IL‐10 modulation of human intestinal T lymphocyte functions was studied for the first time. Lymphocyte proliferation was determined by 3H‐thymidine incorporation; cytokine production, by ELISA; expression of surface markers, by immunofluorescence and flow cytometric analysis; and cytotoxicity, by lysis of 51Cr‐labelled target cells. IL‐10 blocked phytohaemagglutinin (PHA)‐induced activation and proliferation of CD8+ T cells from the epithelium and lamina propria. It was a greater inhibitor of IL‐2, interferon‐gamma, and tumour necrosis factor‐alpha production than were IL‐4 or transforming growth factor‐beta. In contrast, IL‐10 enhanced IL‐2‐stimulated proliferation of both CD4+ and CD8+ T cells by increasing cell division after activation.
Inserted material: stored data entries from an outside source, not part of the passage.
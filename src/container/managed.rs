use super::{BuildRequest, ContainerBuilder, ContainerHandle};
use crate::dispatcher::{ContainerEvent, ContainerEventKind, EventDispatcher};
use crate::handlers::HandlerRegistry;
use crate::module::Module;
use crate::resolver::DescriptorPathSet;
use crate::worker::WorkerPool;
use std::panic::{AssertUnwindSafe, catch_unwind};
use std::sync::{Arc, Mutex, PoisonError};
use strum_macros::Display;

/// Work a [`ManagedContainer`] performs when it starts and stops.
pub trait Initializer: Send + Sync + 'static {
    fn initialize(
        &self,
        module: &dyn Module,
        paths: &DescriptorPathSet,
        handlers: &HandlerRegistry,
    ) -> anyhow::Result<()>;

    /// Release whatever `initialize` acquired.
    fn teardown(&self, _module: &dyn Module) -> anyhow::Result<()> {
        Ok(())
    }
}

impl<F> Initializer for F
where
    F: Fn(&dyn Module, &DescriptorPathSet, &HandlerRegistry) -> anyhow::Result<()>
        + Send
        + Sync
        + 'static,
{
    fn initialize(
        &self,
        module: &dyn Module,
        paths: &DescriptorPathSet,
        handlers: &HandlerRegistry,
    ) -> anyhow::Result<()> {
        self(module, paths, handlers)
    }
}

#[derive(Debug, Clone, Copy, PartialEq, Eq, Display)]
pub enum ContainerState {
    Created,
    Initializing,
    Running,
    Failed,
    Destroyed,
}

struct Inner {
    module: Arc<dyn Module>,
    paths: DescriptorPathSet,
    handlers: Arc<HandlerRegistry>,
    dispatcher: EventDispatcher,
    executor: WorkerPool,
    initializer: Arc<dyn Initializer>,
    state: Mutex<ContainerState>,
}

impl Inner {
    fn event(&self, kind: ContainerEventKind) -> ContainerEvent {
        ContainerEvent::new(kind, self.module.as_ref())
    }

    fn set_state(&self, state: ContainerState) -> ContainerState {
        let mut current = self.state.lock().unwrap_or_else(PoisonError::into_inner);
        std::mem::replace(&mut *current, state)
    }

    fn run_initializer(&self) {
        let name = self.module.symbolic_name();
        let result = catch_unwind(AssertUnwindSafe(|| {
            self.initializer
                .initialize(self.module.as_ref(), &self.paths, &self.handlers)
        }))
        .unwrap_or_else(|_| Err(anyhow::anyhow!("initializer panicked")));

        let mut state = self.state.lock().unwrap_or_else(PoisonError::into_inner);
        if *state != ContainerState::Initializing {
            // destroy() got there first
            drop(state);
            tracing::debug!(module = %name, "Container destroyed during initialization");
            if result.is_ok() {
                if let Err(e) = self.initializer.teardown(self.module.as_ref()) {
                    tracing::error!(module = %name, "Late teardown failed: {:#}", e);
                }
            }
            return;
        }

        match result {
            Ok(()) => {
                *state = ContainerState::Running;
                drop(state);
                tracing::debug!(module = %name, "Container running");
                self.dispatcher.dispatch(self.event(ContainerEventKind::Created));
            }
            Err(e) => {
                *state = ContainerState::Failed;
                drop(state);
                tracing::error!(module = %name, "Container initialization failed: {:#}", e);
                self.dispatcher
                    .dispatch(self.event(ContainerEventKind::Failure).with_cause(format!("{:#}", e)));
            }
        }
    }
}

/// Reference [`ContainerHandle`]: runs an [`Initializer`] on the executor and
/// reports progress through the dispatcher.
#[derive(Clone)]
pub struct ManagedContainer {
    inner: Arc<Inner>,
}

impl ManagedContainer {
    pub fn new(request: BuildRequest<'_>, initializer: Arc<dyn Initializer>) -> Self {
        Self {
            inner: Arc::new(Inner {
                module: Arc::clone(request.module),
                paths: request.paths.clone(),
                handlers: Arc::clone(request.handlers),
                dispatcher: request.dispatcher.clone(),
                executor: request.executor.clone(),
                initializer,
                state: Mutex::new(ContainerState::Created),
            }),
        }
    }

    pub fn state(&self) -> ContainerState {
        *self.inner.state.lock().unwrap_or_else(PoisonError::into_inner)
    }

    pub fn module(&self) -> &Arc<dyn Module> {
        &self.inner.module
    }

    pub fn paths(&self) -> &DescriptorPathSet {
        &self.inner.paths
    }
}

impl ContainerHandle for ManagedContainer {
    fn schedule(&self) -> anyhow::Result<()> {
        {
            let mut state = self.inner.state.lock().unwrap_or_else(PoisonError::into_inner);
            if *state != ContainerState::Created {
                anyhow::bail!("container already scheduled (state {})", *state);
            }
            *state = ContainerState::Initializing;
        }

        self.inner
            .dispatcher
            .dispatch(self.inner.event(ContainerEventKind::Creating));

        let inner = Arc::clone(&self.inner);
        if let Err(e) = self.inner.executor.spawn(move || inner.run_initializer()) {
            self.inner.set_state(ContainerState::Failed);
            self.inner.dispatcher.dispatch(
                self.inner
                    .event(ContainerEventKind::Failure)
                    .with_cause(e.to_string()),
            );
            return Err(e.into());
        }
        Ok(())
    }

    fn destroy(&self) -> anyhow::Result<()> {
        let previous = self.inner.set_state(ContainerState::Destroyed);
        if previous == ContainerState::Destroyed {
            return Ok(());
        }

        self.inner
            .dispatcher
            .dispatch(self.inner.event(ContainerEventKind::Destroying));

        let result = if previous == ContainerState::Running {
            self.inner.initializer.teardown(self.inner.module.as_ref())
        } else {
            Ok(())
        };

        if let Err(e) = &result {
            self.inner.dispatcher.dispatch(
                self.inner
                    .event(ContainerEventKind::Failure)
                    .with_cause(format!("{:#}", e)),
            );
        }
        // the container is gone whether or not teardown succeeded
        self.inner
            .dispatcher
            .dispatch(self.inner.event(ContainerEventKind::Destroyed));
        result
    }
}

/// [`ContainerBuilder`] producing [`ManagedContainer`]s.
#[derive(Clone)]
pub struct ManagedContainerBuilder {
    initializer: Arc<dyn Initializer>,
}

impl ManagedContainerBuilder {
    pub fn new(initializer: impl Initializer) -> Self {
        Self {
            initializer: Arc::new(initializer),
        }
    }
}

impl ContainerBuilder for ManagedContainerBuilder {
    fn build(&self, request: BuildRequest<'_>) -> anyhow::Result<Box<dyn ContainerHandle>> {
        Ok(Box::new(ManagedContainer::new(
            request,
            Arc::clone(&self.initializer),
        )))
    }
}
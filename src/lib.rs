pub mod config;
pub mod health;
pub mod shared;
pub mod users;
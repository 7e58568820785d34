use crate::users::domain::model::value_objects::user_id::UserId;

#[derive(Clone, Debug)]
pub struct DeleteUserCommand {
    user_id: UserId,
}

impl DeleteUserCommand {
    pub fn new(user_id: UserId) -> Self {
        Self { user_id }
    }

    pub fn user_id(&self) -> UserId {
        self.user_id
    }
}
use std::collections::BTreeMap;

use serde::{Deserialize, Serialize};
use utoipa::ToSchema;

use crate::health::domain::model::value_objects::health_check_result::HealthCheckResult;

#[derive(Clone, Copy, Debug, Eq, PartialEq, Serialize, Deserialize, ToSchema)]
#[serde(rename_all = "lowercase")]
pub enum HealthStatus {
    Ok,
    Error,
}

/// Aggregate of every indicator, keyed by indicator name.
#[derive(Clone, Debug, PartialEq, Serialize, Deserialize, ToSchema)]
pub struct HealthCheckResponse {
    pub status: HealthStatus,
    pub info: BTreeMap<String, HealthCheckResult>,
    #[serde(default, skip_serializing_if = "Option::is_none")]
    pub error: Option<BTreeMap<String, HealthCheckResult>>,
    pub details: BTreeMap<String, HealthCheckResult>,
}

impl HealthCheckResponse {
    /// `error` is only present when at least one indicator is down.
    pub fn aggregate(results: impl IntoIterator<Item = (String, HealthCheckResult)>) -> Self {
        let mut info = BTreeMap::new();
        let mut error = BTreeMap::new();
        let mut details = BTreeMap::new();

        for (name, result) in results {
            if result.is_up() {
                info.insert(name.clone(), result.clone());
            } else {
                error.insert(name.clone(), result.clone());
            }
            details.insert(name, result);
        }

        Self {
            status: if error.is_empty() {
                HealthStatus::Ok
            } else {
                HealthStatus::Error
            },
            info,
            error: Some(error).filter(|error| !error.is_empty()),
            details,
        }
    }

    pub fn is_ok(&self) -> bool {
        self.status == HealthStatus::Ok
    }
}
It also augmented IL‐2‐ but not IL‐15‐induced cytotoxicity of intestinal lymphocytes against colon cancer by a mechanism independent of natural killer cells. In conclusion, IL‐10 blocking of proinflammatory cytokine secretion probably reduces intestinal inflammation. IL‐10 augmentation of IL‐2‐induced cytotoxicity may help to maintain host defence.